Note each line of the entries that includes "StubTimeSource". Then copy those lines.

Start of Data to use

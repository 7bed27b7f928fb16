//! Cobalt - an embedding host for a V8-backed JavaScript engine.
//!
//! This crate wraps `v8` with the Runtime-Context-App hierarchy, a module
//! loader and resolver, a cooperative task-scheduling platform, and a code
//! cache, so an embedding application can run ES modules without touching
//! the VM's raw API directly.

#![warn(missing_docs)]
#![warn(unused_extern_crates)]

pub mod app;
pub mod assets;
pub mod code_cache;
pub mod context;
pub mod module_loader;
pub mod platform;
pub mod runtime;
pub mod threading;
pub mod time;

pub use app::{App, AppConfig, AppError};
pub use context::{Context, ContextError};
pub use module_loader::{AssertionInfo, ModuleError, ModuleIndex, ModuleType};
pub use platform::Platform;
pub use runtime::{Runtime, RuntimeConfig, RuntimeError};

/// Version information.
pub const VERSION: &str = env!("CARGO_PKG_VERSION");

/// Initialize the V8 platform.
///
/// This must be called once before creating any runtime instances. This
/// function is thread-safe and will only initialize V8 once.
pub fn init_v8() {
    runtime::init_v8_platform();
}

/// Shut down the V8 platform.
///
/// # Safety
/// Must only be called when no runtimes are active.
pub unsafe fn shutdown_v8() {
    runtime::shutdown_v8_platform();
}
//! The single-threaded, cooperative foreground task runner, spec.md §4.F.
//!
//! Tasks are only ever drained by the owning Runtime from inside a VM
//! isolate scope — there is no background thread here, just the queue
//! discipline and the nesting-depth guard the original v8App's embedder
//! task runner provides to V8's `TaskRunner` interface.

use std::sync::atomic::{AtomicU32, Ordering};
use std::sync::Arc;

use crate::threading::task_queue::TaskQueue;
use crate::time::TimeSource;

/// A foreground task: a boxed closure run once on the runtime's thread.
pub type Task = Box<dyn FnOnce() + Send>;

/// An idle task: receives the deadline (monotonic seconds) it must finish
/// before, same contract V8's `IdleTask::Run(double deadline_in_seconds)`
/// gives embedders.
pub type IdleTask = Box<dyn FnOnce(f64) + Send>;

/// The foreground runner's two independent queues plus a nesting-depth
/// counter shared with any [`TaskRunScope`] instances.
pub struct ForegroundTaskRunner {
    tasks: TaskQueue<Task>,
    idle_tasks: TaskQueue<IdleTask>,
    nesting_depth: AtomicU32,
}

impl ForegroundTaskRunner {
    /// Create an empty runner driven by `clock`.
    pub fn new(clock: Arc<dyn TimeSource>) -> Self {
        Self {
            tasks: TaskQueue::new(clock.clone()),
            idle_tasks: TaskQueue::new(clock),
            nesting_depth: AtomicU32::new(0),
        }
    }

    /// Post a nestable, immediately-ready task.
    pub fn post_task(&self, task: Task) -> bool {
        self.tasks.push(task)
    }

    /// Post a non-nestable, immediately-ready task.
    pub fn post_non_nestable_task(&self, task: Task) -> bool {
        self.tasks.push_non_nestable(task)
    }

    /// Post a task ready no earlier than `delay_sec` from now.
    pub fn post_delayed_task(&self, task: Task, delay_sec: f64) -> bool {
        self.tasks.push_delayed(task, delay_sec)
    }

    /// Post a non-nestable task ready no earlier than `delay_sec` from now.
    pub fn post_non_nestable_delayed_task(&self, task: Task, delay_sec: f64) -> bool {
        self.tasks.push_non_nestable_delayed(task, delay_sec)
    }

    /// Post an idle task.
    pub fn post_idle_task(&self, task: IdleTask) -> bool {
        self.idle_tasks.push(task)
    }

    /// The current nesting depth, as seen by [`ForegroundTaskRunner::get_next_task`].
    pub fn nesting_depth(&self) -> u32 {
        self.nesting_depth.load(Ordering::Acquire)
    }

    /// Pop the next eligible regular task, honoring the current nesting
    /// depth (non-nestable tasks are invisible while `nesting_depth() > 0`).
    pub fn get_next_task(&self) -> Option<Task> {
        self.tasks.get_next(Some(self.nesting_depth()))
    }

    /// Pop the next idle task. Idle tasks are always nestable.
    pub fn get_next_idle_task(&self) -> Option<IdleTask> {
        self.idle_tasks.get_next(Some(0))
    }

    /// Whether any regular task may be ready. Possibly stale; see
    /// [`TaskQueue::may_have_items`].
    pub fn may_have_tasks(&self) -> bool {
        self.tasks.may_have_items()
    }

    /// Whether any idle task is queued.
    pub fn may_have_idle_tasks(&self) -> bool {
        self.idle_tasks.may_have_items()
    }

    /// Drain both queues and reject further posts.
    pub fn terminate(&self) {
        self.tasks.terminate();
        self.idle_tasks.terminate();
    }
}

/// RAII nesting-depth guard. Hold one for the duration of a task-running
/// loop (e.g. a nested V8 microtask checkpoint) so non-nestable tasks stay
/// invisible until control returns to the outermost run.
pub struct TaskRunScope<'a> {
    runner: &'a ForegroundTaskRunner,
}

impl<'a> TaskRunScope<'a> {
    /// Enter a nested run scope, incrementing the runner's nesting depth.
    pub fn enter(runner: &'a ForegroundTaskRunner) -> Self {
        runner.nesting_depth.fetch_add(1, Ordering::AcqRel);
        Self { runner }
    }
}

impl Drop for TaskRunScope<'_> {
    fn drop(&mut self) {
        let previous = self.runner.nesting_depth.fetch_sub(1, Ordering::AcqRel);
        debug_assert!(previous > 0, "task-run nesting depth underflowed");
    }
}

#[cfg(test)]
mod tests {
    use super::*;
    use crate::time::StubTimeSource;

    fn runner() -> ForegroundTaskRunner {
        ForegroundTaskRunner::new(Arc::new(StubTimeSource::new()))
    }

    #[test]
    fn non_nestable_task_hidden_inside_scope() {
        let runner = runner();
        runner.post_non_nestable_task(Box::new(|| {}));
        {
            let _scope = TaskRunScope::enter(&runner);
            assert!(runner.get_next_task().is_none());
        }
        assert!(runner.get_next_task().is_some());
    }

    #[test]
    fn nesting_depth_never_goes_negative() {
        let runner = runner();
        assert_eq!(runner.nesting_depth(), 0);
        {
            let _outer = TaskRunScope::enter(&runner);
            assert_eq!(runner.nesting_depth(), 1);
            {
                let _inner = TaskRunScope::enter(&runner);
                assert_eq!(runner.nesting_depth(), 2);
            }
            assert_eq!(runner.nesting_depth(), 1);
        }
        assert_eq!(runner.nesting_depth(), 0);
    }

    #[test]
    fn idle_tasks_run_with_deadline() {
        let runner = runner();
        let seen = Arc::new(std::sync::Mutex::new(None));
        let seen_clone = seen.clone();
        runner.post_idle_task(Box::new(move |deadline| {
            *seen_clone.lock().unwrap() = Some(deadline);
        }));
        let task = runner.get_next_idle_task().expect("idle task queued");
        task(42.0);
        assert_eq!(*seen.lock().unwrap(), Some(42.0));
    }

    #[test]
    fn terminate_drops_queued_tasks() {
        let runner = runner();
        runner.post_task(Box::new(|| {}));
        runner.terminate();
        assert!(runner.get_next_task().is_none());
        assert!(!runner.post_task(Box::new(|| {})));
    }
}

End of Data to use

**Your response**:
    use crate::time::StubTimeSource;
        ForegroundTaskRunner::new(Arc::new(StubTimeSource::new()))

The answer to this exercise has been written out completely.